Утренний полковой развод на плацу начался с читки приказа. Командир полка подполковник Ярыгин вызвал из строя батареи управления капитана Запорожана и сержанта Ворончихина. Речь подполковника гасла в мерклом сыростном воздухе, но и без слов по трясущемуся указательному пальцу, которым он грозил каждому в строю, все становилось ясно.
— …За нарушение Устава… за… за… Разжаловать в рядовые. Капитан Запорожан, исполняйте!
Комбат с остервенелыми глазами, сжав тонкие губы в синюю нитку, содрал с погон на шинели Ворончихина три желтые лычки. Алексей покосился на свои плечи, где на черных погонах остались три полоски следов утраченного звания. В душе стало пусто, как на погонах.
— …Десять суток гауптвахты! — подвел итог наказанию командир полка.
— Есть десять суток гауптвахты! — ответил Алексей.
— Прапорщик Кассин, уведите!
Гауптвахта находилась в Печенге, одна для всего здешнего военного околотка. Прапорщика Кассина и Алексея дожидался бортовой «Урал», который попутно ехал
— В кузов залазь! — кивнул на борт прапорщик.
— Дождь идет, — возразил Алексей. — В кузове холодрыга.
— Обойдешься, — грубо обсек сопровождающий.
Алексей подивился: надо ж, добрый веселый прапор был, а тут словно подменили, рисуется, командует.
— Чего ж вы на меня так, товарищ прапорщик? Я не обкакался.
— В кузов — марш!
Алексей забрался в кузов, сел в уголок на корточки. Дурён, однако, русский человек! Чуть почует власть, таким гоголем вылупится: я — не я и морда не моя! А если из грязи — в князи, то четыре шкуры со своей же прежней ровни спустит. Как есть спустит! Свою мысленную тираду Алексей до конца не сформулировал. Машина резко тормознула за поворотом. Из кабины высунулся Кассин:
— Лезь сюда!
— Сразу бы так!
— Сразу, сразу, — заворчал прапорщик. — Надо было с глаз комполка уехать. А то скажет: на губу везешь, как в такси. — Кассин достал пачку сигарет: — Покури, рядовой Ворончихин, напоследок.
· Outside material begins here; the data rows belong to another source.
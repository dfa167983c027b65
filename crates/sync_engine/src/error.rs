//! Sync engine error types

use contracts::{CapacityError, HwError, ProtocolError, TransportError};
use thiserror::Error;

/// Errors surfaced by the coordinators and the scheduler handle
#[derive(Debug, Error)]
pub enum SyncError {
    /// Radio send failed
    #[error("transport error: {0}")]
    Transport(#[from] TransportError),

    /// Bounded container rejected an item
    #[error(transparent)]
    Capacity(#[from] CapacityError),

    #[error("protocol error: {0}")]
    Protocol(#[from] ProtocolError),

    #[error("haptic driver error: {0}")]
    Hardware(#[from] HwError),

    /// Keepalive timeout: actuation stays halted
    #[error("connection lost, actuation halted")]
    LinkLost,

    /// Session already stopped; nothing more is scheduled
    #[error("session stopped")]
    SessionStopped,

    /// Scheduler command queue is full
    #[error("scheduler command queue full")]
    SchedulerBusy,

    /// Scheduling task has exited
    #[error("scheduler task stopped")]
    SchedulerStopped,
}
— Разве на «губе» курево отбирают?
— На губе-то? — зачем-то уточнил прапорщик. — Губа у нас в военном округе показательная. Начальник — майор Нищеглот. Мастер своего жанра! Ты ему, главное, вопросов не вздумай задавать, — рассмеялся прапорщик.
Когда Алексей, пройдя процедуру приемки, вошел с КПП на территорию гауптвахты, первого, кого увидел, вернее, в кого сразу вперился взглядом (и аж душу захолонуло) был человек-бык, или быко-человек, стоящий посреди небольшого плаца. «Это он, Нищеглот», — подсказало сердце. Алексей вытянулся по струнке.
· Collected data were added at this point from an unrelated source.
#[cfg(test)]
mod tests {
    use super::*;
    use crate::mock::{MemoryTransport, RecordingHaptic};
    use contracts::{ManualClock, NodeConfig};
    use std::time::Duration;

    fn leader() -> (
        LeaderCoordinator<ManualClock>,
        ArrivalHandler<ManualClock>,
        MemoryTransport,
        ManualClock,
    ) {
        let clock = ManualClock::new(1_000_000);
        let transport = MemoryTransport::new();
        let (leader, arrival) = LeaderCoordinator::new(
            &NodeConfig::default(),
            clock.clone(),
            Arc::new(transport.clone()),
            RecordingHaptic::new(4),
        );
        (leader, arrival, transport, clock)
    }

    #[tokio::test]
    async fn test_commit_sends_macrocycle_with_default_lead() {
        let (mut leader, _arrival, transport, _clock) = leader();

        let mut batch = leader.begin_macrocycle();
        assert_eq!(batch.execute_at_us(), 1_050_000);
        leader.add_event(&mut batch, 1, 80, 250, 0).unwrap();
        leader.add_event(&mut batch, 2, 80, 250, 167).unwrap();
        leader.commit_and_send(batch).unwrap();

        assert_eq!(
            transport.sent_text(),
            vec!["MC:0|1050000|2|80,1,250,100,0|80,2,250,100,1,167".to_string()]
        );
        assert_eq!(leader.stats().macrocycles_sent, 1);
        leader.shutdown().await;
    }

    #[tokio::test]
    async fn test_thirteenth_event_rejected() {
        let (mut leader, _arrival, _transport, _clock) = leader();
        let mut batch = leader.begin_macrocycle();
        for i in 0..12 {
            leader.add_event(&mut batch, i % 4, 50, 200, u32::from(i) * 10).unwrap();
        }
        assert!(leader.add_event(&mut batch, 0, 50, 200, 999).is_err());
        assert_eq!(batch.len(), 12);
        assert_eq!(batch.local_events().len(), 24);
        leader.shutdown().await;
    }

    #[tokio::test]
    async fn test_failed_send_is_not_scheduled_locally() {
        let (mut leader, _arrival, transport, _clock) = leader();
        transport.set_failing(true);

        let mut batch = leader.begin_macrocycle();
        leader.add_event(&mut batch, 0, 80, 250, 0).unwrap();
        let err = leader.commit_and_send(batch).unwrap_err();

        assert!(matches!(err, SyncError::Transport(_)));
        tokio::time::sleep(Duration::from_millis(10)).await;
        assert_eq!(leader.scheduler_stats().replaced(), 0);
        leader.shutdown().await;
    }

    #[tokio::test]
    async fn test_empty_batch_not_sent() {
        let (mut leader, _arrival, transport, _clock) = leader();
        let batch = leader.begin_macrocycle();
        leader.commit_and_send(batch).unwrap();
        assert!(transport.sent_text().is_empty());
        leader.shutdown().await;
    }

    #[tokio::test]
    async fn test_keepalive_round_trip_forwards_completed_pong() {
        use contracts::ByteSink;

        let (mut leader, mut arrival, transport, clock) = leader();

        leader.tick().await;
        assert_eq!(transport.sent_text(), vec!["PING:0|1000000".to_string()]);

        // Follower clock runs 500ms ahead, 10ms each way
        clock.set(1_020_000);
        arrival.on_bytes_received(b"PONG:0|1510000|1510000\x04");
        leader.tick().await;

        let sent = transport.sent_text();
        assert_eq!(sent[1], "PONG:0|1510000|1510000|1020000");
        assert_eq!(leader.stats().round_trips_accepted, 1);
        // One sample is not enough to trust
        assert_eq!(leader.snapshot().offset.value_us, 0);

        clock.set(2_000_000);
        leader.tick().await;
        assert_eq!(transport.sent_text()[2], "PING:1|2000000");
        clock.set(2_020_000);
        arrival.on_bytes_received(b"PONG:1|2510000|2510000\x04");
        leader.tick().await;

        assert_eq!(leader.stats().round_trips_accepted, 2);
        assert_eq!(leader.snapshot().offset.value_us, 500_000);
        leader.shutdown().await;
    }

    #[tokio::test]
    async fn test_keepalive_sent_once_per_interval() {
        let (mut leader, _arrival, transport, clock) = leader();
        leader.tick().await;
        clock.advance_ms(500);
        leader.tick().await;
        clock.advance_ms(500);
        leader.tick().await;

        assert_eq!(transport.sent_text().len(), 2);
        assert_eq!(leader.stats().keepalives_sent, 2);
        leader.shutdown().await;
    }

    #[tokio::test]
    async fn test_lost_link_halts_and_refuses_new_batches() {
        let (mut leader, _arrival, transport, clock) = leader();
        let mut watch = leader.health_watch();

        leader.tick().await;
        clock.advance_ms(6_001);
        assert_eq!(leader.tick().await, ConnectionHealth::Lost);
        assert!(leader.is_stopped());
        assert_eq!(leader.scheduler_stats().all_off(), 1);
        assert_eq!(*watch.borrow_and_update(), ConnectionHealth::Lost);
        assert!(transport.sent_text().contains(&"STOP:0".to_string()));

        let before = transport.sent_text().len();
        let mut batch = leader.begin_macrocycle();
        leader.add_event(&mut batch, 0, 80, 250, 0).unwrap();
        assert!(matches!(
            leader.commit_and_send(batch),
            Err(SyncError::LinkLost)
        ));
        assert!(matches!(
            leader.send_test_pulse(0, 60, 20, 1),
            Err(SyncError::LinkLost)
        ));

        tokio::time::sleep(Duration::from_millis(10)).await;
        assert_eq!(transport.sent_text().len(), before);
        assert_eq!(leader.scheduler_stats().replaced(), 0);
        assert_eq!(leader.stats().macrocycles_sent, 0);
        leader.shutdown().await;
    }

    #[tokio::test]
    async fn test_stopped_session_stays_stopped_after_reconnect() {
        use contracts::ByteSink;

        let (mut leader, mut arrival, _transport, clock) = leader();
        leader.tick().await;
        clock.advance_ms(6_001);
        leader.tick().await;

        // Follower traffic brings the link back, not the session
        arrival.on_bytes_received(b"MC_ACK:0\x04");
        assert_eq!(leader.tick().await, ConnectionHealth::Connected);

        let mut batch = leader.begin_macrocycle();
        leader.add_event(&mut batch, 0, 80, 250, 0).unwrap();
        assert!(matches!(
            leader.commit_and_send(batch),
            Err(SyncError::SessionStopped)
        ));
        leader.shutdown().await;
    }
}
— Чего стоишь? — выкрикнул майор Нищеглот. — Ложись!
Алексей не раздумывал ни секунды, вопросов не задавал. Упал на плац, прямо в лужу.
— Ко мне! Ползком ма-а-рш! — рявкнул начальник.
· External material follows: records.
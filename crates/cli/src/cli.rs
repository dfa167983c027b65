//! CLI argument definitions using clap.

use clap::{Parser, Subcommand, ValueEnum};
use std::path::PathBuf;

/// Haptic Sync - leader/follower synchronization for bilateral haptic gloves
#[derive(Parser, Debug)]
#[command(
    name = "haptic-sync",
    author,
    version,
    about = "Bilateral haptic synchronization core",
    long_about = "Clock-synchronized motor activation for a pair of haptic gloves.\n\n\
                  Runs a leader and a follower over a simulated radio link, validates \n\
                  configuration files and reports latency and alignment statistics."
)]
pub struct Cli {
    /// Increase logging verbosity (-v for debug, -vv for trace)
    #[arg(short, long, action = clap::ArgAction::Count, global = true, env = "HAPTIC_SYNC_VERBOSE")]
    pub verbose: u8,

    /// Suppress all output except errors
    #[arg(short, long, global = true, conflicts_with = "verbose")]
    pub quiet: bool,

    /// Log output format
    #[arg(
        long,
        value_enum,
        default_value = "pretty",
        global = true,
        env = "HAPTIC_SYNC_LOG_FORMAT"
    )]
    pub log_format: LogFormat,

    #[command(subcommand)]
    pub command: Commands,
}

/// Available CLI commands
#[derive(Subcommand, Debug)]
pub enum Commands {
    /// Run a leader and a follower over the simulated link
    Simulate(SimulateArgs),

    /// Validate configuration file without running
    Validate(ValidateArgs),

    /// Display the effective configuration
    Info(InfoArgs),
}

/// Arguments for the `simulate` command
#[derive(Parser, Debug, Clone)]
pub struct SimulateArgs {
    /// Path to configuration file (TOML or JSON); defaults apply when omitted
    #[arg(short, long, env = "HAPTIC_SYNC_CONFIG")]
    pub config: Option<PathBuf>,

    /// Override the number of macrocycles
    #[arg(long, env = "HAPTIC_SYNC_CYCLES")]
    pub cycles: Option<u32>,

    /// Override the link loss rate (0.0 - <1.0)
    #[arg(long, env = "HAPTIC_SYNC_LOSS")]
    pub loss: Option<f64>,

    /// Override the base one-way link latency in microseconds
    #[arg(long, env = "HAPTIC_SYNC_LATENCY_US")]
    pub latency_us: Option<u64>,

    /// Seed for reproducible link loss and jitter
    #[arg(long, env = "HAPTIC_SYNC_SEED")]
    pub seed: Option<u64>,

    /// Prometheus metrics port (disabled when omitted)
    #[arg(long, env = "HAPTIC_SYNC_METRICS_PORT")]
    pub metrics_port: Option<u16>,

    /// Output the report as JSON
    #[arg(long)]
    pub json: bool,
}

/// Arguments for the `validate` command
#[derive(Parser, Debug)]
pub struct ValidateArgs {
    /// Path to configuration file to validate
    #[arg(short, long, default_value = "config/haptic.toml", env = "HAPTIC_SYNC_CONFIG")]
    pub config: PathBuf,

    /// Output validation result as JSON
    #[arg(long)]
    pub json: bool,
}

/// Arguments for the `info` command
#[derive(Parser, Debug)]
pub struct InfoArgs {
    /// Path to configuration file
    #[arg(short, long, default_value = "config/haptic.toml", env = "HAPTIC_SYNC_CONFIG")]
    pub config: PathBuf,

    /// Output as JSON
    #[arg(long)]
    pub json: bool,
}

/// Log output format
#[derive(ValueEnum, Clone, Copy, Debug, Default)]
pub enum LogFormat {
    /// JSON structured logging
    Json,
    /// Human-readable pretty format
    #[default]
    Pretty,
    /// Compact single-line format
    Compact,
}

impl From<LogFormat> for observability::LogFormat {
    fn from(format: LogFormat) -> Self {
        match format {
            LogFormat::Json => Self::Json,
            LogFormat::Pretty => Self::Pretty,
            LogFormat::Compact => Self::Compact,
        }
    }
}

#[cfg(test)]
mod tests {
    use super::*;

    #[test]
    fn test_simulate_overrides_parse() {
        let cli = Cli::try_parse_from([
            "haptic-sync",
            "-v",
            "--log-format",
            "compact",
            "simulate",
            "--cycles",
            "5",
            "--loss",
            "0.1",
            "--json",
        ])
        .unwrap();

        assert_eq!(cli.verbose, 1);
        assert!(matches!(cli.log_format, LogFormat::Compact));
        match cli.command {
            Commands::Simulate(args) => {
                assert_eq!(args.cycles, Some(5));
                assert_eq!(args.loss, Some(0.1));
                assert!(args.json);
                assert!(args.config.is_none());
            }
            other => panic!("unexpected command: {other:?}"),
        }
    }

    #[test]
    fn test_quiet_conflicts_with_verbose() {
        let result = Cli::try_parse_from(["haptic-sync", "-q", "-v", "info"]);
        assert!(result.is_err());
    }
}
По-пластунски Алексей ползал неумело, тем паче по льду и лужам, но старался изо всех сил, благо шинель берегла колени и локти. Сапоги майора Нищеглота сидели на икрах гармошкой, над сапогами нависала огромная туша, перетянутая портупеей, и голова, как красная налитая тыква, — большая увесистая тыква с шапкой наверху.
— Докладывай, опездол! — приказал Нищеглот.
Алексей приподнял голову, начал рапортовать.
Излюбленным словом «опездол» майор Нищеглот именовал всех «штрафников», всех подчиненных, так же именовал танк, автомашину, тягач, личный пистолет — любой неодушевленный предмет; а по пьяной лавочке слово мужского рода превращал в слово общего рода и так называл жену и с особым нажимом тещу.
У гостеприимного майора Нищеглота рядовой Ворончихин проведет не десять, а двадцать незабываемых суток. «Мастер жанра» прибавит «разжалованному опездолу» сроку еще два раза по пять суток, — майор Нищеглот имел на это полномочия.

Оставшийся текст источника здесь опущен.